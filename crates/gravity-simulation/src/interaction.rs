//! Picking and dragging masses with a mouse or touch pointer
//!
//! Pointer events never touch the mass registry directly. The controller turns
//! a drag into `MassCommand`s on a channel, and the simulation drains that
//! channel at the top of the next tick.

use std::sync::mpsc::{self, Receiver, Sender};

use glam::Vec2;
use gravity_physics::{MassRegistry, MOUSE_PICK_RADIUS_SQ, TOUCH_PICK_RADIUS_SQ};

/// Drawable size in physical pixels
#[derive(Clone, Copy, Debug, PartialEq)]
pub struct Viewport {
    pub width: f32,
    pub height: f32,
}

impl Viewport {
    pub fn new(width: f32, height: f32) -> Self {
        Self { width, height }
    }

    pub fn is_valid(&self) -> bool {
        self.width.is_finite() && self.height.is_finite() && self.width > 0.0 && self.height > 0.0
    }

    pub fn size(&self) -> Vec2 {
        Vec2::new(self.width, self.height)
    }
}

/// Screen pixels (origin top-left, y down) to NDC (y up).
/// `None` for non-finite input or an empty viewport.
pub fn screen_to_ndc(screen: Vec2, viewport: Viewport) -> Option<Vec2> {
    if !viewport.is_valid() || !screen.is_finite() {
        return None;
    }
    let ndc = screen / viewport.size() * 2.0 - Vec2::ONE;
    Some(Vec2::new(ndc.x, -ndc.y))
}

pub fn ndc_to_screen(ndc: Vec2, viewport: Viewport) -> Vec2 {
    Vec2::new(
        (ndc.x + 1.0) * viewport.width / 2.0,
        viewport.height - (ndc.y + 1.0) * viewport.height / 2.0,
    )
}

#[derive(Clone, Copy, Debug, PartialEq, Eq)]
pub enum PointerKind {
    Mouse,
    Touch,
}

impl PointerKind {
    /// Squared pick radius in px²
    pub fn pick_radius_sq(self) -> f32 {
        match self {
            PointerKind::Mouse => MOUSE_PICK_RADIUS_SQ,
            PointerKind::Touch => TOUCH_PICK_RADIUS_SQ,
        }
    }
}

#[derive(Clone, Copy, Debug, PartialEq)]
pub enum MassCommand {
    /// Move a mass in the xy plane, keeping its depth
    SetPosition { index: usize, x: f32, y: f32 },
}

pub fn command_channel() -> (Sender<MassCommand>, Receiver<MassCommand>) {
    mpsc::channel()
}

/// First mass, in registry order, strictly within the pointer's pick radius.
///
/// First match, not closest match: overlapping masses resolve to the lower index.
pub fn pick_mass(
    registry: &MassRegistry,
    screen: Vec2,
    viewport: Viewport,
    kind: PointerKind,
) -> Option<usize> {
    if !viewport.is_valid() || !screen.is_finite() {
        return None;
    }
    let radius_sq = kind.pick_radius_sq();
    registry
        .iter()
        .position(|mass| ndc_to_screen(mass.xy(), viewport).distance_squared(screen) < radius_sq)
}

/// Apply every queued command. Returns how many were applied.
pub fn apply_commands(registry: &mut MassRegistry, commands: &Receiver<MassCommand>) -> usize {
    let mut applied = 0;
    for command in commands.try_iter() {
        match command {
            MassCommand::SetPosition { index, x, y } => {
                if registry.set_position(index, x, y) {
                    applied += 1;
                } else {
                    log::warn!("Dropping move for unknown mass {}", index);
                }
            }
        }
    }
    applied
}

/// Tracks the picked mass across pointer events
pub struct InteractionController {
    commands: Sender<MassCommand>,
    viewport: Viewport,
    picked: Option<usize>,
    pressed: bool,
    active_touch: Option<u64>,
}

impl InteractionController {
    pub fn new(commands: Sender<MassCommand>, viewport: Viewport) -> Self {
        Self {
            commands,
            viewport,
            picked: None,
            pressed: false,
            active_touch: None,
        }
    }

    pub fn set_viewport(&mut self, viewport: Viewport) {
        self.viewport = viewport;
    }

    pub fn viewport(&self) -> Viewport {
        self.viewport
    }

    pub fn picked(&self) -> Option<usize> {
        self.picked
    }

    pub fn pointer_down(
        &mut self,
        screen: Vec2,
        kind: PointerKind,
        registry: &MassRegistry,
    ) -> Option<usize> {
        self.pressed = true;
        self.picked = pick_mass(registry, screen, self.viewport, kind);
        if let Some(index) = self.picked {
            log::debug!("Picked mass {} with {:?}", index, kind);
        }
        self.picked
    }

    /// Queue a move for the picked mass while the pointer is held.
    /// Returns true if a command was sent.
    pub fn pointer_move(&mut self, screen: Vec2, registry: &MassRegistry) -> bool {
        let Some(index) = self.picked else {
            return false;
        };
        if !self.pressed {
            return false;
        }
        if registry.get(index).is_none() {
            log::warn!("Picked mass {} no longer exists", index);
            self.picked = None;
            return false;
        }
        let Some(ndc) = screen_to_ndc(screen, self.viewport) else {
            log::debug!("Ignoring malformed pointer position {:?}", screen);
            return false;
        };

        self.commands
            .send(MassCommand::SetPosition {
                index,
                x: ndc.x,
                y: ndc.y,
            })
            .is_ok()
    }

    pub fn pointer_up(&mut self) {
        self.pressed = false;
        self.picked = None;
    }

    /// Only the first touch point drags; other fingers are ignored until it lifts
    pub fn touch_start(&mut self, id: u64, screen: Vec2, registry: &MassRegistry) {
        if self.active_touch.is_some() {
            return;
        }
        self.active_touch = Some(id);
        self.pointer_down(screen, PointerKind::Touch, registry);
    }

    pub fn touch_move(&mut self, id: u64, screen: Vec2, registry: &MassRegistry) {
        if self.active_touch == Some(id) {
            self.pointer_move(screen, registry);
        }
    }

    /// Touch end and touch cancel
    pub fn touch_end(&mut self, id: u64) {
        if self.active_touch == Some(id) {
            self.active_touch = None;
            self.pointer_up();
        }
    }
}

▬▬▬

Task requirements - Your task is to retype, exactly and only, the lines from the one with "until it lifts" through the final line above.

Task result -
    /// Only the first touch point drags; other fingers are ignored until it lifts
    pub fn touch_start(&mut self, id: u64, screen: Vec2, registry: &MassRegistry) {
        if self.active_touch.is_some() {
            return;
        }
        self.active_touch = Some(id);
        self.pointer_down(screen, PointerKind::Touch, registry);
    }

    pub fn touch_move(&mut self, id: u64, screen: Vec2, registry: &MassRegistry) {
        if self.active_touch == Some(id) {
            self.pointer_move(screen, registry);
        }
    }

    /// Touch end and touch cancel
    pub fn touch_end(&mut self, id: u64) {
        if self.active_touch == Some(id) {
            self.active_touch = None;
            self.pointer_up();
        }
    }
}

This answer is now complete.